Save training checkpoint Arguments: save_dir: Required. Directory for saving the checkpoint tag: Optional. Checkpoint tag used as a unique identifier for the checkpoint, global step is used if not provided. Tag name must be the same across all ranks.
(self, save_dir, tag=None, client_state={}, save_latest=True, exclude_frozen_parameters=False)

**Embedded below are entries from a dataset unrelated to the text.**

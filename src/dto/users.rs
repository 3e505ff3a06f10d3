use serde::{Deserialize, Serialize};
use utoipa::ToSchema;

use crate::models::User;

#[derive(Debug, Deserialize, ToSchema)]
#[serde(rename_all = "camelCase")]
pub struct CreateUserRequest {
    pub email: String,
    pub name: Option<String>,
    pub password: String,
    pub role: Option<String>,
}

#[derive(Debug, Default, Deserialize, ToSchema)]
#[serde(rename_all = "camelCase")]
pub struct UpdateUserRequest {
    pub email: Option<String>,
    pub name: Option<String>,
    pub role: Option<String>,
    pub password: Option<String>,
}

#[derive(Debug, Serialize, ToSchema)]
pub struct UserList {
    pub items: Vec<User>,
}
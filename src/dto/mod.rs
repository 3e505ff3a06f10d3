pub mod auth;
pub mod cafes;
pub mod catalog;
pub mod favorites;
pub mod images;
pub mod opening_hours;
pub mod users;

| 4086 | logger.warning(msg) |
| 4087 | |
| 4088 | def save_checkpoint(self, save_dir, tag=None, client_state={}, save_latest=True, exclude_frozen_parameters=False): |
| 4089 | """Save training checkpoint |
| 4090 | |
| 4091 | Arguments: |
| 4092 | save_dir: Required. Directory for saving the checkpoint |
| 4093 | tag: Optional. Checkpoint tag used as a unique identifier for the checkpoint, global step is |
| 4094 | used if not provided. Tag name must be the same across all ranks. |
| 4095 | client_state: Optional. State dictionary used for saving required training states in the client code. |
| 4096 | save_latest: Optional. Save a file 'latest' pointing to the latest saved checkpoint. |
| 4097 | exclude_frozen_parameters: Optional. Exclude frozen parameters from checkpointed state. |
| 4098 | Important: all processes must call this method and not just the process with rank 0. It is |
| 4099 | because each process needs to save its master weights and scheduler+optimizer states. This |
| 4100 | method will hang waiting to synchronize with other processes if it's called just for the |
| 4101 | process with rank 0. |
| 4102 | |
| 4103 | """ |
| 4104 | if self._optimizer_has_ckpt_event_prologue(): |
| 4105 | # Custom preparation for checkpoint save, if applicable |
| 4106 | self.optimizer.checkpoint_event_prologue() |
| 4107 | |
| 4108 | rank = self.local_rank if self.use_node_local_storage() else self.global_rank |
| 4109 | |
| 4110 | # This is to make sure the checkpoint names are created without collision |
| 4111 | # There seems to be issue creating them in parallel |
| 4112 | |
| 4113 | # Ensure save_dir directory exists |
| 4114 | if rank == 0: |
| 4115 | self.checkpoint_engine.makedirs(save_dir, exist_ok=True) |
| 4116 | dist.barrier() |
| 4117 | |
| 4118 | if tag is None: |
| 4119 | tag = f"global_step{self.global_steps}" |
| 4120 | |
| 4121 | # Ensure tag is a string |
| 4122 | tag = str(tag) |
| 4123 | commit_info = CheckpointCommitInfo(tag=tag, save_dir=save_dir, save_latest=save_latest) |
| 4124 | |
| 4125 | self.checkpoint_engine.create(commit_info) |
| 4126 | |
| 4127 | # Ensure checkpoint tag is consistent across ranks |
| 4128 | self._checkpoint_tag_validation(tag) |
| 4129 | |
| 4130 | if self.has_moe_layers: |
| 4131 | self.save_non_zero_checkpoint = False |
| 4132 | self._create_checkpoint_file(save_dir, tag, False) |
| 4133 | self._save_moe_checkpoint(save_dir, |
| 4134 | tag, |
| 4135 | client_state=client_state, |
| 4136 | exclude_frozen_parameters=exclude_frozen_parameters) |
| 4137 | |
| 4138 | # We distribute the task of saving layer checkpoint files among |
| 4139 | # data parallel instances, so all procs should call _save_checkpoint. |
| 4140 | # All procs then call module_state_dict(), but only procs of data |
| 4141 | # parallel rank 0 save the general model params. |
| 4142 | if not self.has_moe_layers: |
| 4143 | self._create_checkpoint_file(save_dir, tag, False) |
| 4144 | self._save_checkpoint(save_dir, |
| 4145 | tag, |